→ Problem statement
For each line below that contains the string "warn", copy that line.

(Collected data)
■ ■ ■ ■ ■ ■ ■

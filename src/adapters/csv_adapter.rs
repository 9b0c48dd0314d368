//! CSV file data adapter.

use crate::domain::error::DashboardError;
use crate::domain::explorer::{EXPORT_HEADERS, TIMESTAMP_FORMAT, export_record};
use crate::domain::sentiment::SentimentObservation;
use crate::domain::trade::{RawTrade, Side, TradeRecord};
use crate::ports::data_port::DataPort;
use chrono::{NaiveDate, NaiveDateTime};
use std::io::Write;
use std::path::{Path, PathBuf};

const SENTIMENT_DATE: &[&str] = &["date"];
const SENTIMENT_VALUE: &[&str] = &["value"];
const SENTIMENT_CLASS: &[&str] = &["classification", "value_classification"];

const TRADE_ACCOUNT: &[&str] = &["Account"];
const TRADE_COIN: &[&str] = &["Coin"];
const TRADE_SIDE: &[&str] = &["Side"];
const TRADE_TIMESTAMP: &[&str] = &["Timestamp IST"];
const TRADE_SIZE: &[&str] = &["Size USD"];
const TRADE_PNL: &[&str] = &["Closed PnL", "Realized Profit"];
const TRADE_FEE: &[&str] = &["Fee", "Fee USD"];

const FALLBACK_TIMESTAMP_FORMAT: &str = "%Y-%m-%d %H:%M:%S";

pub struct CsvAdapter {
    trades_path: PathBuf,
    sentiment_path: PathBuf,
}

impl CsvAdapter {
    pub fn new(trades_path: PathBuf, sentiment_path: PathBuf) -> Self {
        Self {
            trades_path,
            sentiment_path,
        }
    }

    fn reader(path: &Path) -> Result<csv::Reader<std::fs::File>, DashboardError> {
        if !path.exists() {
            return Err(DashboardError::MissingInput {
                path: path.to_path_buf(),
            });
        }
        csv::ReaderBuilder::new()
            .trim(csv::Trim::All)
            .flexible(true)
            .from_path(path)
            .map_err(|e| csv_error(path, e))
    }
}

/// Column positions resolved from the header row.
struct Columns<'a> {
    file: &'a Path,
    headers: csv::StringRecord,
}

impl<'a> Columns<'a> {
    fn find(&self, names: &[&str]) -> Option<usize> {
        names
            .iter()
            .find_map(|name| self.headers.iter().position(|h| h == *name))
    }

    fn required(&self, names: &[&str]) -> Result<usize, DashboardError> {
        self.find(names).ok_or_else(|| DashboardError::MissingColumn {
            file: self.file.display().to_string(),
            column: names[0].to_string(),
        })
    }
}

fn csv_error(path: &Path, e: csv::Error) -> DashboardError {
    DashboardError::Csv {
        file: path.display().to_string(),
        reason: e.to_string(),
    }
}

/// Parse a numeric cell; blanks and garbage become missing values.
fn number(record: &csv::StringRecord, idx: usize) -> Option<f64> {
    record
        .get(idx)
        .map(|s| s.replace(',', ""))
        .and_then(|s| s.parse::<f64>().ok())
        .filter(|v| v.is_finite())
}

fn parse_timestamp(raw: &str) -> Option<NaiveDateTime> {
    NaiveDateTime::parse_from_str(raw, TIMESTAMP_FORMAT)
        .or_else(|_| NaiveDateTime::parse_from_str(raw, FALLBACK_TIMESTAMP_FORMAT))
        .ok()
}

impl DataPort for CsvAdapter {
    fn load_sentiment(&self) -> Result<Vec<SentimentObservation>, DashboardError> {
        let path = self.sentiment_path.as_path();
        let mut rdr = Self::reader(path)?;
        let columns = Columns {
            file: path,
            headers: rdr.headers().map_err(|e| csv_error(path, e))?.clone(),
        };
        let date_col = columns.required(SENTIMENT_DATE)?;
        let value_col = columns.required(SENTIMENT_VALUE)?;
        let class_col = columns.required(SENTIMENT_CLASS)?;

        let mut observations = Vec::new();
        let mut skipped = 0usize;
        for result in rdr.records() {
            let record = result.map_err(|e| csv_error(path, e))?;
            let date = record
                .get(date_col)
                .and_then(|s| NaiveDate::parse_from_str(s, "%Y-%m-%d").ok());
            let value = number(&record, value_col);
            match (date, value) {
                (Some(date), Some(value)) => observations.push(SentimentObservation {
                    date,
                    value,
                    classification: record.get(class_col).unwrap_or_default().to_string(),
                }),
                _ => skipped += 1,
            }
        }

        if skipped > 0 {
            tracing::warn!(file = %path.display(), skipped, "unparseable sentiment rows skipped");
        }
        observations.sort_by_key(|o| o.date);
        Ok(observations)
    }

    fn load_trades(&self) -> Result<Vec<RawTrade>, DashboardError> {
        let path = self.trades_path.as_path();
        let mut rdr = Self::reader(path)?;
        let columns = Columns {
            file: path,
            headers: rdr.headers().map_err(|e| csv_error(path, e))?.clone(),
        };
        let account_col = columns.required(TRADE_ACCOUNT)?;
        let coin_col = columns.find(TRADE_COIN);
        let side_col = columns.required(TRADE_SIDE)?;
        let ts_col = columns.required(TRADE_TIMESTAMP)?;
        let size_col = columns.required(TRADE_SIZE)?;
        let pnl_col = columns.required(TRADE_PNL)?;
        let fee_col = columns.required(TRADE_FEE)?;

        let mut trades = Vec::new();
        let mut skipped = 0usize;
        for result in rdr.records() {
            let record = result.map_err(|e| csv_error(path, e))?;
            let Some(timestamp) = record.get(ts_col).and_then(parse_timestamp) else {
                skipped += 1;
                continue;
            };
            trades.push(RawTrade {
                timestamp,
                account: record.get(account_col).unwrap_or_default().to_string(),
                coin: coin_col
                    .and_then(|c| record.get(c))
                    .filter(|s| !s.is_empty())
                    .map(str::to_string),
                side: record.get(side_col).and_then(|s| s.parse::<Side>().ok()),
                size_usd: number(&record, size_col),
                closed_pnl: number(&record, pnl_col),
                fee: number(&record, fee_col),
            });
        }

        if skipped > 0 {
            tracing::warn!(file = %path.display(), skipped, "trade rows with bad timestamps skipped");
        }
        tracing::debug!(file = %path.display(), rows = trades.len(), "trades read");
        Ok(trades)
    }
}

/// Write the explorer view as CSV with a header row.
pub fn write_export<W: Write>(out: W, trades: &[&TradeRecord]) -> Result<(), DashboardError> {
    let mut wtr = csv::Writer::from_writer(out);
    let to_err = |e: csv::Error| DashboardError::Csv {
        file: "export".into(),
        reason: e.to_string(),
    };
    wtr.write_record(EXPORT_HEADERS).map_err(to_err)?;
    for t in trades {
        wtr.write_record(export_record(t)).map_err(to_err)?;
    }
    wtr.flush()?;
    Ok(())
}

#[cfg(test)]
mod tests {
    use super::*;
    use std::fs;
    use tempfile::TempDir;

    const SENTIMENT: &str = "timestamp,value,classification,date\n\
        1704067200,25,Extreme Fear,2024-01-01\n\
        1704240000,55,Neutral,2024-01-03\n\
        1704153600,40,Fear,2024-01-02\n\
        bad,xx,Fear,not-a-date\n";

    const TRADES: &str = "Account,Coin,Execution Price,Size Tokens,Size USD,Side,Timestamp IST,Closed PnL,Fee\n\
        0xabc,BTC,42000,0.01,420,BUY,01-01-2024 10:30,12.5,0.5\n\
        0xabc,ETH,2200,1,2200,SELL,02-01-2024 18:05,-30,1.2\n\
        0xdef,,1,1,n/a,BUY,03-01-2024 03:00,,0.1\n\
        0xdef,BTC,1,1,100,SELL,garbage,1,1\n";

    fn setup(trades: &str, sentiment: &str) -> (TempDir, CsvAdapter) {
        let dir = TempDir::new().unwrap();
        let t = dir.path().join("historical_data.csv");
        let s = dir.path().join("fear_greed_index.csv");
        fs::write(&t, trades).unwrap();
        fs::write(&s, sentiment).unwrap();
        let adapter = CsvAdapter::new(t, s);
        (dir, adapter)
    }

    #[test]
    fn sentiment_is_sorted_and_bad_rows_skipped() {
        let (_dir, adapter) = setup(TRADES, SENTIMENT);
        let obs = adapter.load_sentiment().unwrap();
        assert_eq!(obs.len(), 3);
        assert_eq!(obs[1].date, NaiveDate::from_ymd_opt(2024, 1, 2).unwrap());
        assert_eq!(obs[1].value, 40.0);
        assert_eq!(obs[1].classification, "Fear");
    }

    #[test]
    fn trades_coerce_numbers_and_drop_bad_timestamps() {
        let (_dir, adapter) = setup(TRADES, SENTIMENT);
        let trades = adapter.load_trades().unwrap();
        assert_eq!(trades.len(), 3);
        assert_eq!(trades[0].side, Some(Side::Buy));
        assert_eq!(trades[0].coin.as_deref(), Some("BTC"));
        assert_eq!(trades[0].closed_pnl, Some(12.5));
        assert_eq!(
            trades[1].timestamp,
            NaiveDateTime::parse_from_str("2024-01-02 18:05", "%Y-%m-%d %H:%M").unwrap()
        );
        assert_eq!(trades[2].coin, None);
        assert_eq!(trades[2].size_usd, None);
        assert_eq!(trades[2].closed_pnl, None);
    }

    #[test]
    fn alias_headers_are_accepted() {
        let trades = "Account,Side,Timestamp IST,Size USD,Realized Profit,Fee USD\n\
            a,SELL,05-01-2024 12:00,10,3,1\n";
        let sentiment = "date,value,value_classification\n2024-01-05,70,Greed\n";
        let (_dir, adapter) = setup(trades, sentiment);
        let loaded = adapter.load_trades().unwrap();
        assert_eq!(loaded[0].closed_pnl, Some(3.0));
        assert_eq!(loaded[0].fee, Some(1.0));
        assert_eq!(loaded[0].coin, None);
        assert_eq!(adapter.load_sentiment().unwrap()[0].classification, "Greed");
    }

    #[test]
    fn missing_column_is_reported() {
        let (_dir, adapter) = setup("Account,Side,Timestamp IST,Size USD,Fee\n", SENTIMENT);
        let err = adapter.load_trades().unwrap_err();
        assert!(matches!(err, DashboardError::MissingColumn { ref column, .. } if column == "Closed PnL"));
    }

    #[test]
    fn missing_file_is_missing_input() {
        let adapter = CsvAdapter::new(
            PathBuf::from("/nonexistent/historical_data.csv"),
            PathBuf::from("/nonexistent/fear_greed_index.csv"),
        );
        assert!(matches!(
            adapter.load_sentiment(),
            Err(DashboardError::MissingInput { .. })
        ));
        assert!(matches!(
            adapter.load_dataset(),
            Err(DashboardError::MissingInput { .. })
        ));
    }

    #[test]
    fn load_dataset_joins_and_forward_fills() {
        let (_dir, adapter) = setup(TRADES, SENTIMENT);
        let ds = adapter.load_dataset().unwrap();
        assert_eq!(ds.trades.len(), 3);
        assert_eq!(ds.trades[1].index_value, 40.0);
        assert_eq!(ds.trades[0].net_pnl, Some(12.0));
    }

    #[test]
    fn trades_before_sentiment_history_are_an_empty_dataset() {
        let sentiment = "date,value,classification\n2025-06-01,50,Neutral\n";
        let (_dir, adapter) = setup(TRADES, sentiment);
        assert!(matches!(adapter.load_dataset(), Err(DashboardError::EmptyDataset)));
    }

    #[test]
    fn export_writes_header_and_rows() {
        let (_dir, adapter) = setup(TRADES, SENTIMENT);
        let ds = adapter.load_dataset().unwrap();
        let refs: Vec<&TradeRecord> = ds.trades.iter().collect();
        let mut buf = Vec::new();
        write_export(&mut buf, &refs[..1]).unwrap();
        let text = String::from_utf8(buf).unwrap();
        let mut lines = text.lines();
        assert_eq!(
            lines.next(),
            Some("Timestamp IST,Sentiment,Side,Size USD,Closed PnL,Fee,Net PnL,PnL %,Session")
        );
        let row = lines.next().unwrap();
        assert!(row.starts_with("01-01-2024 10:30,Extreme Fear,BUY,420,12.5,0.5,12,2.857"));
        assert!(row.ends_with(",European"));
        assert_eq!(lines.next(), None);
    }
}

■ ■ ■ ■ ■ ■ ■

→ Task solution
            tracing::warn!(file = %path.display(), skipped, "unparseable sentiment rows skipped");
            tracing::warn!(file = %path.display(), skipped, "trade rows with bad timestamps skipped");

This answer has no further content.